Task details -
The entries below should be transcribed in their entirety, exactly as written.

Extracted material -

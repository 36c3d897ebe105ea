// common/src/runner.rs

use std::{sync::Arc, time::Duration};

use tokio::{task::JoinHandle, time::sleep};
use tracing::{info, warn};

use crate::detect::AutoDetector;
use crate::error::StoreError;
use crate::extract::extract_record;
use crate::fetch::Fetcher;
use crate::job::{JobId, JobStatus};
use crate::links::same_site_links;
use crate::store::JobStore;

/// Pausa fija entre páginas de un mismo job.
pub const DEFAULT_POLITENESS_DELAY: Duration = Duration::from_millis(500);

/// Tope de páginas por job cuando se siguen links.
pub const DEFAULT_MAX_PAGES: usize = 50;

/// Lleva un job de Pending a Done/Failed:
/// - pasa el job a Running
/// - por cada URL, en orden: fetch -> extracción -> append del registro
/// - con `follow_links`, la primera página suma sus links del mismo sitio
///   (hasta `max_pages` en total)
/// - el primer fetch fallido marca el job como Failed y corta ahí
/// - si todo salió bien, Done
#[derive(Clone)]
pub struct JobRunner {
    store: JobStore,
    fetcher: Arc<dyn Fetcher>,
    detector: Arc<AutoDetector>,
    delay: Duration,
    max_pages: usize,
}

impl JobRunner {
    pub fn new(
        store: JobStore,
        fetcher: Arc<dyn Fetcher>,
        detector: Arc<AutoDetector>,
        delay: Duration,
    ) -> Self {
        Self {
            store,
            fetcher,
            detector,
            delay,
            max_pages: DEFAULT_MAX_PAGES,
        }
    }

    pub fn with_max_pages(mut self, max_pages: usize) -> Self {
        self.max_pages = max_pages.max(1);
        self
    }

    pub fn store(&self) -> &JobStore {
        &self.store
    }

    /// Lanza `run` como tarea de fondo.
    pub fn spawn(&self, job_id: JobId) -> JoinHandle<()> {
        let runner = self.clone();
        tokio::spawn(async move {
            if let Err(e) = runner.run(&job_id).await {
                warn!("runner del job {} terminó con error: {}", job_id, e);
            }
        })
    }

    /// Procesa el job completo. Debe llamarse una sola vez por job: si el job
    /// no está en Pending devuelve error sin tocarlo.
    ///
    /// Los errores de fetch no salen de acá: quedan guardados en el job.
    pub async fn run(&self, job_id: &str) -> Result<JobStatus, StoreError> {
        let (mut urls, selectors, follow_links) = self.store.update(job_id, |job| {
            job.start()?;
            job.log(format!("crawling iniciado: {} página(s)", job.urls.len()));
            Ok((job.urls.clone(), job.selectors.clone(), job.follow_links))
        })?;

        info!(
            "job {} en running ({} urls, modo {})",
            job_id,
            urls.len(),
            if selectors.is_some() { "selectores" } else { "auto-detect" }
        );

        let mut idx = 0;
        while idx < urls.len() {
            let url = urls[idx].clone();
            let total = urls.len();
            let html = match self.fetcher.fetch(&url).await {
                Ok(html) => html,
                Err(e) => {
                    warn!("job {} falló en {}: {}", job_id, url, e);
                    let cause = e.to_string();
                    self.store.update(job_id, |job| {
                        job.log(format!("fallo en página {}/{}: {}", idx + 1, total, cause));
                        job.fail(cause.clone())
                    })?;
                    return Ok(JobStatus::Failed);
                }
            };

            // El documento parseado no es Send: se arma y se descarta acá
            // adentro, sin cruzar ningún await.
            let record = match &selectors {
                Some(map) => extract_record(&html, map),
                None => self.detector.detect(&html),
            };
            let fields = record.len();

            // los links se buscan una sola vez, en la primera página
            let found = if follow_links && idx == 0 {
                same_site_links(&html, &url)
            } else {
                Vec::new()
            };

            self.store.update(job_id, |job| {
                job.push_record(record)?;
                job.log(format!(
                    "página {}/{} procesada ({} campos): {}",
                    idx + 1,
                    total,
                    fields,
                    url
                ));
                Ok(())
            })?;

            if !found.is_empty() {
                let max_pages = self.max_pages;
                urls = self.store.update(job_id, |job| {
                    let added = job.add_pages(found, max_pages)?;
                    job.log(format!("{} link(s) del mismo sitio agregados", added));
                    Ok(job.urls.clone())
                })?;
            }

            if idx + 1 < urls.len() {
                sleep(self.delay).await;
            }
            idx += 1;
        }

        self.store.update(job_id, |job| {
            let n = job.records.len();
            job.log(format!("crawling completado: {} registro(s)", n));
            job.finish()
        })?;

        info!("job {} completado ({} páginas)", job_id, urls.len());
        Ok(JobStatus::Done)
    }
}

Solution for this problem -
repository 36c3d897ebe105ea
// common/src/runner.rs

use std::{sync::Arc, time::Duration};

use tokio::{task::JoinHandle, time::sleep};
use tracing::{info, warn};

use crate::detect::AutoDetector;
use crate::error::StoreError;
use crate::extract::extract_record;
use crate::fetch::Fetcher;
use crate::job::{JobId, JobStatus};
use crate::links::same_site_links;
use crate::store::JobStore;

/// Pausa fija entre páginas de un mismo job.
pub const DEFAULT_POLITENESS_DELAY: Duration = Duration::from_millis(500);

/// Tope de páginas por job cuando se siguen links.
pub const DEFAULT_MAX_PAGES: usize = 50;

/// Lleva un job de Pending a Done/Failed:
/// - pasa el job a Running
/// - por cada URL, en orden: fetch -> extracción -> append del registro
/// - con `follow_links`, la primera página suma sus links del mismo sitio
///   (hasta `max_pages` en total)
/// - el primer fetch fallido marca el job como Failed y corta ahí
/// - si todo salió bien, Done
#[derive(Clone)]
pub struct JobRunner {
    store: JobStore,
    fetcher: Arc<dyn Fetcher>,
    detector: Arc<AutoDetector>,
    delay: Duration,
    max_pages: usize,
}

impl JobRunner {
    pub fn new(
        store: JobStore,
        fetcher: Arc<dyn Fetcher>,
        detector: Arc<AutoDetector>,
        delay: Duration,
    ) -> Self {
        Self {
            store,
            fetcher,
            detector,
            delay,
            max_pages: DEFAULT_MAX_PAGES,
        }
    }

    pub fn with_max_pages(mut self, max_pages: usize) -> Self {
        self.max_pages = max_pages.max(1);
        self
    }

    pub fn store(&self) -> &JobStore {
        &self.store
    }

    /// Lanza `run` como tarea de fondo.
    pub fn spawn(&self, job_id: JobId) -> JoinHandle<()> {
        let runner = self.clone();
        tokio::spawn(async move {
            if let Err(e) = runner.run(&job_id).await {
                warn!("runner del job {} terminó con error: {}", job_id, e);
            }
        })
    }

    /// Procesa el job completo. Debe llamarse una sola vez por job: si el job
    /// no está en Pending devuelve error sin tocarlo.
    ///
    /// Los errores de fetch no salen de acá: quedan guardados en el job.
    pub async fn run(&self, job_id: &str) -> Result<JobStatus, StoreError> {
        let (mut urls, selectors, follow_links) = self.store.update(job_id, |job| {
            job.start()?;
            job.log(format!("crawling iniciado: {} página(s)", job.urls.len()));
            Ok((job.urls.clone(), job.selectors.clone(), job.follow_links))
        })?;

        info!(
            "job {} en running ({} urls, modo {})",
            job_id,
            urls.len(),
            if selectors.is_some() { "selectores" } else { "auto-detect" }
        );

        let mut idx = 0;
        while idx < urls.len() {
            let url = urls[idx].clone();
            let total = urls.len();
            let html = match self.fetcher.fetch(&url).await {
                Ok(html) => html,
                Err(e) => {
                    warn!("job {} falló en {}: {}", job_id, url, e);
                    let cause = e.to_string();
                    self.store.update(job_id, |job| {
                        job.log(format!("fallo en página {}/{}: {}", idx + 1, total, cause));
                        job.fail(cause.clone())
                    })?;
                    return Ok(JobStatus::Failed);
                }
            };

            // El documento parseado no es Send: se arma y se descarta acá
            // adentro, sin cruzar ningún await.
            let record = match &selectors {
                Some(map) => extract_record(&html, map),
                None => self.detector.detect(&html),
            };
            let fields = record.len();

            // los links se buscan una sola vez, en la primera página
            let found = if follow_links && idx == 0 {
                same_site_links(&html, &url)
            } else {
                Vec::new()
            };

            self.store.update(job_id, |job| {
                job.push_record(record)?;
                job.log(format!(
                    "página {}/{} procesada ({} campos): {}",
                    idx + 1,
                    total,
                    fields,
                    url
                ));
                Ok(())
            })?;

            if !found.is_empty() {
                let max_pages = self.max_pages;
                urls = self.store.update(job_id, |job| {
                    let added = job.add_pages(found, max_pages)?;
                    job.log(format!("{} link(s) del mismo sitio agregados", added));
                    Ok(job.urls.clone())
                })?;
            }

            if idx + 1 < urls.len() {
                sleep(self.delay).await;
            }
            idx += 1;
        }

        self.store.update(job_id, |job| {
            let n = job.records.len();
            job.log(format!("crawling completado: {} registro(s)", n));
            job.finish()
        })?;

        info!("job {} completado ({} páginas)", job_id, urls.len());
        Ok(JobStatus::Done)
    }
}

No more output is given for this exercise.